X-ray diffractogram of powder spectrum 2 θ of the angle of diffraction be 9.21 °, 11.12 °, 12.30 °, 17.11 °, 19.72 °,
There is characteristic diffraction peak at 23.91 °, 25.69 °, 27.60 °, the opposite diffracted intensity of the angle of diffraction is respectively 100,25.96,89.27,
60.99,22.09,44.05,22.23,31.62.
FTIR spectrum diagram data is as follows:
Serial number | Wave number | Area |
1 | 3444.485 | 3086.227 |
2 | 1765.236 | 286.140 |
3 | 1605.564 | 1148.137 |
4 | 1407.856 | 874.800 |
5 | 1330.950 | 519.216 |
6 | 1144.511 | 181.167 |
7 | 1086.280 | 202.978 |
It is 99.31% that HPLC method, which detects purity,;It is 0.75% that Karl_Fischer method, which measures moisture, and thermogravimetric analysis weightlessness is
0.80%, it is almost the same with the result (theoretical value 0.79%) of 1/5 water contained in this way;Elemental Analysis theory are as follows: C:
42.42%, H:3.65%, N:9.28%, Na:5.07%, O:25.43%, S:14.15%;Measured value are as follows: C:42.36%, H:
3.63%, N:9.32%, Na:5.10%, O:25.40%, S:14.20%.

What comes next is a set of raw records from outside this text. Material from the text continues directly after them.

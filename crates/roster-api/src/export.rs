//! `GET /groups/{id}/people/export`
//!
//! Query: `format=csv|xlsx` (default `xlsx`), `list=address|full` (default
//! `address`). Responds with the column labels and the rows, values already
//! formatted for the requested format.
//!
//! The body is streamed: rows are fetched batch by batch on a spawned task
//! and written as they arrive, so the response never holds the whole group.

use axum::{
  Extension,
  body::Body,
  extract::{Path, Query, State},
  http::header,
  response::{IntoResponse, Response},
};
use roster_core::{
  ability::{Ability, Capability},
  date,
  store::MembershipStore,
};
use roster_export::{Format, PeopleList, people_export};
use serde::{Deserialize, Serialize};
use tokio::sync::mpsc;
use tokio_stream::{StreamExt as _, wrappers::ReceiverStream};
use uuid::Uuid;

use crate::{ApiState, error::ApiError, groups};

/// Chunks buffered between the export task and the response body.
const CHUNKS_IN_FLIGHT: usize = 16;

type Chunk = Result<String, ApiError>;

#[derive(Debug, Default, Deserialize)]
pub struct ExportParams {
  #[serde(default)]
  pub format: Format,
  #[serde(default)]
  pub list:   PeopleList,
}

pub async fn people<S: MembershipStore + 'static>(
  State(state): State<ApiState<S>>,
  Extension(ability): Extension<Ability>,
  Path(id): Path<Uuid>,
  Query(params): Query<ExportParams>,
) -> Result<Response, ApiError> {
  groups::find(&state, id).await?;
  ability.authorize(Capability::Show, id)?;

  let (tx, mut rx) = mpsc::channel(CHUNKS_IN_FLIGHT);
  tokio::spawn(stream_people(state, id, params, tx));

  // Setup errors arrive before the head and still get a proper status.
  let head = match rx.recv().await {
    Some(Ok(head)) => head,
    Some(Err(e)) => return Err(e),
    None => return Err(ApiError::Store("people export stopped early".into())),
  };
  let body = tokio_stream::once(Ok(head)).chain(ReceiverStream::new(rx));
  Ok(
    (
      [(header::CONTENT_TYPE, "application/json")],
      Body::from_stream(body),
    )
      .into_response(),
  )
}

async fn stream_people<S: MembershipStore>(
  state: ApiState<S>,
  group_id: Uuid,
  params: ExportParams,
  tx: mpsc::Sender<Chunk>,
) {
  if let Err(e) = write_people(&state, group_id, params, &tx).await {
    tracing::warn!(%group_id, error = %e, "people export failed");
    // Nobody is left to tell when the client went away.
    let _ = tx.send(Err(e)).await;
  }
}

fn encode<T: Serialize>(value: &T) -> Result<String, ApiError> {
  serde_json::to_string(value).map_err(|e| ApiError::Store(Box::new(e)))
}

/// Write `{"attributes":[..],"labels":[..],"rows":[..]}` to `tx`, one row per
/// chunk. Returns early once the receiving side is dropped.
async fn write_people<S: MembershipStore>(
  state: &ApiState<S>,
  group_id: Uuid,
  params: ExportParams,
  tx: &mpsc::Sender<Chunk>,
) -> Result<(), ApiError> {
  let export = people_export(
    state.store.as_ref(),
    &state.registry,
    group_id,
    params.list,
    date::today(),
    state.export.batch_size,
  )
  .await?;

  let head = format!(
    "{{\"attributes\":{},\"labels\":{},\"rows\":[",
    encode(&export.attributes())?,
    encode(&export.labels())?,
  );
  if tx.send(Ok(head)).await.is_err() {
    return Ok(());
  }

  let mut cursor = export.data_rows(params.format);
  let mut written = 0_usize;
  while let Some(row) = cursor.next().await? {
    let row = encode(&row)?;
    let chunk = if written == 0 { row } else { format!(",{row}") };
    if tx.send(Ok(chunk)).await.is_err() {
      tracing::debug!(%group_id, written, "export client went away");
      return Ok(());
    }
    written += 1;
  }
  // A closed channel here only means the client is gone.
  let _ = tx.send(Ok("]}".to_owned())).await;
  tracing::debug!(%group_id, rows = written, "streamed people export");
  Ok(())
}
//! Handlers for the role lifecycle.
//!
//! | Method   | Path | Notes |
//! |----------|------|-------|
//! | `POST`   | `/groups/{id}/roles` | Body: role request, `person_id` or `new_person` |
//! | `PUT`    | `/roles/{id}` | Changing `group_id` or `type` replaces the role |
//! | `DELETE` | `/roles/{id}` | Ends old roles, deletes recent ones |

use axum::{
  Extension, Json,
  extract::{Path, State},
  http::StatusCode,
  response::IntoResponse,
};
use roster_core::{
  ability::Ability,
  roles::{Destroyed, RoleManager, RoleRequest, RoleUpdate, Updated},
  store::MembershipStore,
};
use uuid::Uuid;

use crate::{
  ApiState,
  error::{ApiError, applied},
};

fn manager<S: MembershipStore>(state: &ApiState<S>) -> RoleManager<'_, S> {
  RoleManager::new(state.store.as_ref(), &state.registry, &state.roles)
}

/// `POST /groups/{id}/roles`
pub async fn create<S: MembershipStore>(
  State(state): State<ApiState<S>>,
  Extension(ability): Extension<Ability>,
  Path(group_id): Path<Uuid>,
  Json(body): Json<RoleRequest>,
) -> Result<impl IntoResponse, ApiError> {
  let outcome = manager(&state).create(&ability, group_id, body).await?;
  Ok((StatusCode::CREATED, Json(applied(outcome)?)))
}

/// `PUT /roles/{id}`
pub async fn update<S: MembershipStore>(
  State(state): State<ApiState<S>>,
  Extension(ability): Extension<Ability>,
  Path(role_id): Path<Uuid>,
  Json(body): Json<RoleUpdate>,
) -> Result<Json<Updated>, ApiError> {
  let outcome = manager(&state).update(&ability, role_id, body).await?;
  Ok(Json(applied(outcome)?))
}

/// `DELETE /roles/{id}`
pub async fn destroy<S: MembershipStore>(
  State(state): State<ApiState<S>>,
  Extension(ability): Extension<Ability>,
  Path(role_id): Path<Uuid>,
) -> Result<Json<Destroyed>, ApiError> {
  Ok(Json(manager(&state).destroy(&ability, role_id).await?))
}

The preparation of 2 1/5 water Cefoxitin sodium compound of embodiment
Preparation process: water 100.03g being added into reactor, and water-bath temperature control weighs cefoxitin sodium crude product at 30 DEG C
50.02g is added in reactor, stirring to dissolution;Active carbon 0.08g, stirring decoloration 30min, filtering are added thereto;Use hydrochloric acid
Filtrate pH to 5.6 is adjusted, methylene chloride is added into above-mentioned solution, filters, washs filter cake with ethyl alcohol 100mL;Filter cake is dissolved in
In the mixed solution 150ml of water and ethyl alcohol (volume ratio 7:1), stirring and dissolving;Crystal seed is added thereto, temperature control to 5~8 DEG C,
Stand crystallization 1.5h, filtering;Filtrate is washed with ethyl alcohol 80mL × 2;Filtrate is set into 40 DEG C of vacuum drying 70min, obtains 1/5 water
Cefoxitin sodium compound 48.48g.
X-ray diffractogram of powder spectrum 2 θ of the angle of diffraction be 9.20 °, 11.15 °, 12.23 °, 17.14 °, 19.70 °,
There is characteristic diffraction peak at 23.93 °, 25.73 °, 27.62 °, the opposite diffracted intensity of the angle of diffraction is respectively 100,26.63,85.05,
61.26,22.43,43.46,21.17,31.78.
FTIR spectrum diagram data is as follows:
Serial number | Wave number | Area |
1 | 3444.153 | 3086.419 |
2 | 1765.189 | 286.072 |
3 | 1605.442 | 1148.531 |
4 | 1407.576 | 874.649 |
5 | 1331.011 | 519.022 |
6 | 1144.078 | 181.089 |
7 | 1086.142 | 202.882 |
It is 99.28% that HPLC method, which detects purity,;It is 0.85% that Karl_Fischer method, which measures moisture, and thermogravimetric analysis weightlessness is
0.82%, it is almost the same with the result (theoretical value 0.79%) of 1/5 water contained in this way;Elemental Analysis theory are as follows: C:
42.42%, H:3.65%, N:9.28%, Na:5.07%, O:25.43%, S:14.15%;Measured value are as follows: C:42.39%, H:
3.60%, N:9.33%, Na:5.05%, O:25.47%, S:14.16%.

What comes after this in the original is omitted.